Task to carry out: Without leaving out a single line, copy the records exactly.

Records supplied:
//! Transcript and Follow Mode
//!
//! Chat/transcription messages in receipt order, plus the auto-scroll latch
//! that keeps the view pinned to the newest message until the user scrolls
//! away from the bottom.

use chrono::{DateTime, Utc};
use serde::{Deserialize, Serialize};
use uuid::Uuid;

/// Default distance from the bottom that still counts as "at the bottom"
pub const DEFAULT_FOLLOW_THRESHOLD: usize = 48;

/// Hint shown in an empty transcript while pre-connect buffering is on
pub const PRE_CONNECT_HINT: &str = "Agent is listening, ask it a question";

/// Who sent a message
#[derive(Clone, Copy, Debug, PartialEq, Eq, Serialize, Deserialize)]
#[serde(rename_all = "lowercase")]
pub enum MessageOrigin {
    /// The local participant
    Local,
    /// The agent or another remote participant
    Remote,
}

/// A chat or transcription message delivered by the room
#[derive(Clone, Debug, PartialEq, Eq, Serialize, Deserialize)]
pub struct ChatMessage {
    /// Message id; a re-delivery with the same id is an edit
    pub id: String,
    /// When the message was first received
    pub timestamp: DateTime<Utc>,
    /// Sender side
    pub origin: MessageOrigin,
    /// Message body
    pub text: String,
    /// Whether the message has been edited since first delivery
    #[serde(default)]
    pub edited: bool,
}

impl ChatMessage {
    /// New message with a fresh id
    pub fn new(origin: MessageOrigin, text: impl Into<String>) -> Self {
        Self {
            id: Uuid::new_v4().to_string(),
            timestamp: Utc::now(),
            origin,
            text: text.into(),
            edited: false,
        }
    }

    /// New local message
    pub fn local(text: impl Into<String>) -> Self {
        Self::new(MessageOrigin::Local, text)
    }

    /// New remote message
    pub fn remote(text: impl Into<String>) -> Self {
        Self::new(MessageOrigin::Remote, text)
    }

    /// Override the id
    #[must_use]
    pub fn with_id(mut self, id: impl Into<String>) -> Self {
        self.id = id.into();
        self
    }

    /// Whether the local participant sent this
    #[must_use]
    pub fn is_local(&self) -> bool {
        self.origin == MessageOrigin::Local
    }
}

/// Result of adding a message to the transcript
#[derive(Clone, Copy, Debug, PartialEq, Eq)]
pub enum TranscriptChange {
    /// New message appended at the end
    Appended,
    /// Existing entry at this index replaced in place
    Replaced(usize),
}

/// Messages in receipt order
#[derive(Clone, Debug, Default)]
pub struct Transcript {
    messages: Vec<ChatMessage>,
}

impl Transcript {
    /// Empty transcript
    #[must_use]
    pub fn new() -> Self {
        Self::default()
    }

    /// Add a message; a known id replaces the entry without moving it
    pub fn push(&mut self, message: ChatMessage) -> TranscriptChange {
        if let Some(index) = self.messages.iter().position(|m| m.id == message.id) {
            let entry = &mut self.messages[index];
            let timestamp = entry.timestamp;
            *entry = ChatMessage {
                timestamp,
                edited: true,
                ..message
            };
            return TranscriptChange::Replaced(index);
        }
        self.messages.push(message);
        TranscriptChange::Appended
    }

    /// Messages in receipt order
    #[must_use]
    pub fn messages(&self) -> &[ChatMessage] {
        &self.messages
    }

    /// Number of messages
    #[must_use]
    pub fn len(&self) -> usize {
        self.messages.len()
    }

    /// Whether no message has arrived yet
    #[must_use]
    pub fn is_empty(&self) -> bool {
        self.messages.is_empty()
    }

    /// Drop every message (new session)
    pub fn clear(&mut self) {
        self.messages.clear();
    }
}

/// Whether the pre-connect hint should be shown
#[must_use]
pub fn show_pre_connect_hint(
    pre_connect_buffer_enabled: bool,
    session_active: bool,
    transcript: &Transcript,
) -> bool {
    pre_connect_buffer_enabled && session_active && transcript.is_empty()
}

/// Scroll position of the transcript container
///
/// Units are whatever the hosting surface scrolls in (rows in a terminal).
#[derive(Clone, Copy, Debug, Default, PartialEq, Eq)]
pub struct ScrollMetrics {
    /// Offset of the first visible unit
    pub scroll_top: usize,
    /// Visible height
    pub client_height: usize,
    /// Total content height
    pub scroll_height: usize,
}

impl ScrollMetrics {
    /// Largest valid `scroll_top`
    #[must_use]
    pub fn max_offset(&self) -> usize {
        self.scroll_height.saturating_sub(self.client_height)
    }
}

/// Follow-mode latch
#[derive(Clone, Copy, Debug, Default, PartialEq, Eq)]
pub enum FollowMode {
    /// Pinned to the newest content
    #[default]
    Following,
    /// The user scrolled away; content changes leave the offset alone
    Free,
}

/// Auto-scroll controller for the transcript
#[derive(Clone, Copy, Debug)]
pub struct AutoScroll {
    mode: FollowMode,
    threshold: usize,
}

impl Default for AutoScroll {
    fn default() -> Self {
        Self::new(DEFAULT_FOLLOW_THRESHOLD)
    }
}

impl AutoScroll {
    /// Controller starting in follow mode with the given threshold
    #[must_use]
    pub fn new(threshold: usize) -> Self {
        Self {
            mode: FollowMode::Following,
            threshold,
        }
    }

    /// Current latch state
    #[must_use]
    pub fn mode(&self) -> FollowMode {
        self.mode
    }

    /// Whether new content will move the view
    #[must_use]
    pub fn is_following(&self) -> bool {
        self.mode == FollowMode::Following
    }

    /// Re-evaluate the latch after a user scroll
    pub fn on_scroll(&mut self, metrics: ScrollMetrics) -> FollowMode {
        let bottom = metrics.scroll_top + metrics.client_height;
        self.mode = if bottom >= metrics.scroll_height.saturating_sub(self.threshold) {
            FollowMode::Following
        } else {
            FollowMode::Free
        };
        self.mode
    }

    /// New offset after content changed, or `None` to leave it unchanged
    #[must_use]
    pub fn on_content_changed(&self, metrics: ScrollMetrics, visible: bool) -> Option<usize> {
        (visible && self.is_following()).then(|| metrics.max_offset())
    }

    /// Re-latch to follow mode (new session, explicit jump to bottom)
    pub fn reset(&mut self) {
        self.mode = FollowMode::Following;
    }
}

Expected answer:
//! Transcript and Follow Mode
//!
//! Chat/transcription messages in receipt order, plus the auto-scroll latch
//! that keeps the view pinned to the newest message until the user scrolls
//! away from the bottom.

use chrono::{DateTime, Utc};
use serde::{Deserialize, Serialize};
use uuid::Uuid;

/// Default distance from the bottom that still counts as "at the bottom"
pub const DEFAULT_FOLLOW_THRESHOLD: usize = 48;

/// Hint shown in an empty transcript while pre-connect buffering is on
pub const PRE_CONNECT_HINT: &str = "Agent is listening, ask it a question";

/// Who sent a message
#[derive(Clone, Copy, Debug, PartialEq, Eq, Serialize, Deserialize)]
#[serde(rename_all = "lowercase")]
pub enum MessageOrigin {
    /// The local participant
    Local,
    /// The agent or another remote participant
    Remote,
}

/// A chat or transcription message delivered by the room
#[derive(Clone, Debug, PartialEq, Eq, Serialize, Deserialize)]
pub struct ChatMessage {
    /// Message id; a re-delivery with the same id is an edit
    pub id: String,
    /// When the message was first received
    pub timestamp: DateTime<Utc>,
    /// Sender side
    pub origin: MessageOrigin,
    /// Message body
    pub text: String,
    /// Whether the message has been edited since first delivery
    #[serde(default)]
    pub edited: bool,
}

impl ChatMessage {
    /// New message with a fresh id
    pub fn new(origin: MessageOrigin, text: impl Into<String>) -> Self {
        Self {
            id: Uuid::new_v4().to_string(),
            timestamp: Utc::now(),
            origin,
            text: text.into(),
            edited: false,
        }
    }

    /// New local message
    pub fn local(text: impl Into<String>) -> Self {
        Self::new(MessageOrigin::Local, text)
    }

    /// New remote message
    pub fn remote(text: impl Into<String>) -> Self {
        Self::new(MessageOrigin::Remote, text)
    }

    /// Override the id
    #[must_use]
    pub fn with_id(mut self, id: impl Into<String>) -> Self {
        self.id = id.into();
        self
    }

    /// Whether the local participant sent this
    #[must_use]
    pub fn is_local(&self) -> bool {
        self.origin == MessageOrigin::Local
    }
}

/// Result of adding a message to the transcript
#[derive(Clone, Copy, Debug, PartialEq, Eq)]
pub enum TranscriptChange {
    /// New message appended at the end
    Appended,
    /// Existing entry at this index replaced in place
    Replaced(usize),
}

/// Messages in receipt order
#[derive(Clone, Debug, Default)]
pub struct Transcript {
    messages: Vec<ChatMessage>,
}

impl Transcript {
    /// Empty transcript
    #[must_use]
    pub fn new() -> Self {
        Self::default()
    }

    /// Add a message; a known id replaces the entry without moving it
    pub fn push(&mut self, message: ChatMessage) -> TranscriptChange {
        if let Some(index) = self.messages.iter().position(|m| m.id == message.id) {
            let entry = &mut self.messages[index];
            let timestamp = entry.timestamp;
            *entry = ChatMessage {
                timestamp,
                edited: true,
                ..message
            };
            return TranscriptChange::Replaced(index);
        }
        self.messages.push(message);
        TranscriptChange::Appended
    }

    /// Messages in receipt order
    #[must_use]
    pub fn messages(&self) -> &[ChatMessage] {
        &self.messages
    }

    /// Number of messages
    #[must_use]
    pub fn len(&self) -> usize {
        self.messages.len()
    }

    /// Whether no message has arrived yet
    #[must_use]
    pub fn is_empty(&self) -> bool {
        self.messages.is_empty()
    }

    /// Drop every message (new session)
    pub fn clear(&mut self) {
        self.messages.clear();
    }
}

/// Whether the pre-connect hint should be shown
#[must_use]
pub fn show_pre_connect_hint(
    pre_connect_buffer_enabled: bool,
    session_active: bool,
    transcript: &Transcript,
) -> bool {
    pre_connect_buffer_enabled && session_active && transcript.is_empty()
}

/// Scroll position of the transcript container
///
/// Units are whatever the hosting surface scrolls in (rows in a terminal).
#[derive(Clone, Copy, Debug, Default, PartialEq, Eq)]
pub struct ScrollMetrics {
    /// Offset of the first visible unit
    pub scroll_top: usize,
    /// Visible height
    pub client_height: usize,
    /// Total content height
    pub scroll_height: usize,
}

impl ScrollMetrics {
    /// Largest valid `scroll_top`
    #[must_use]
    pub fn max_offset(&self) -> usize {
        self.scroll_height.saturating_sub(self.client_height)
    }
}

/// Follow-mode latch
#[derive(Clone, Copy, Debug, Default, PartialEq, Eq)]
pub enum FollowMode {
    /// Pinned to the newest content
    #[default]
    Following,
    /// The user scrolled away; content changes leave the offset alone
    Free,
}

/// Auto-scroll controller for the transcript
#[derive(Clone, Copy, Debug)]
pub struct AutoScroll {
    mode: FollowMode,
    threshold: usize,
}

impl Default for AutoScroll {
    fn default() -> Self {
        Self::new(DEFAULT_FOLLOW_THRESHOLD)
    }
}

impl AutoScroll {
    /// Controller starting in follow mode with the given threshold
    #[must_use]
    pub fn new(threshold: usize) -> Self {
        Self {
            mode: FollowMode::Following,
            threshold,
        }
    }

    /// Current latch state
    #[must_use]
    pub fn mode(&self) -> FollowMode {
        self.mode
    }

    /// Whether new content will move the view
    #[must_use]
    pub fn is_following(&self) -> bool {
        self.mode == FollowMode::Following
    }

    /// Re-evaluate the latch after a user scroll
    pub fn on_scroll(&mut self, metrics: ScrollMetrics) -> FollowMode {
        let bottom = metrics.scroll_top + metrics.client_height;
        self.mode = if bottom >= metrics.scroll_height.saturating_sub(self.threshold) {
            FollowMode::Following
        } else {
            FollowMode::Free
        };
        self.mode
    }

    /// New offset after content changed, or `None` to leave it unchanged
    #[must_use]
    pub fn on_content_changed(&self, metrics: ScrollMetrics, visible: bool) -> Option<usize> {
        (visible && self.is_following()).then(|| metrics.max_offset())
    }

    /// Re-latch to follow mode (new session, explicit jump to bottom)
    pub fn reset(&mut self) {
        self.mode = FollowMode::Following;
    }
}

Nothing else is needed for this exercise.